WHAT TO PRODUCE: Transcribe every record that appears below, exactly and in full.

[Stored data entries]

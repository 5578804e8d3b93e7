//! Observability subsystem.
//!
//! # Data Flow
//! ```text
//! All subsystems produce:
//!     → logging.rs (structured log events)
//!     → metrics.rs (counters, histograms)
//!
//! Consumers:
//!     → Log aggregation (stdout)
//!     → Metrics endpoint (Prometheus scrape)
//! ```
//!
//! # Design Decisions
//! - Structured logging (JSON) for machine parsing
//! - Request ID flows through every log line of a request
//! - Metrics are cheap (atomic increments)

pub mod logging;
pub mod metrics;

EXERCISE OUTPUT:
repository 5578804e8d3b93e7
//! Observability subsystem.
//!
//! # Data Flow
//! ```text
//! All subsystems produce:
//!     → logging.rs (structured log events)
//!     → metrics.rs (counters, histograms)
//!
//! Consumers:
//!     → Log aggregation (stdout)
//!     → Metrics endpoint (Prometheus scrape)
//! ```
//!
//! # Design Decisions
//! - Structured logging (JSON) for machine parsing
//! - Request ID flows through every log line of a request
//! - Metrics are cheap (atomic increments)

pub mod logging;
pub mod metrics;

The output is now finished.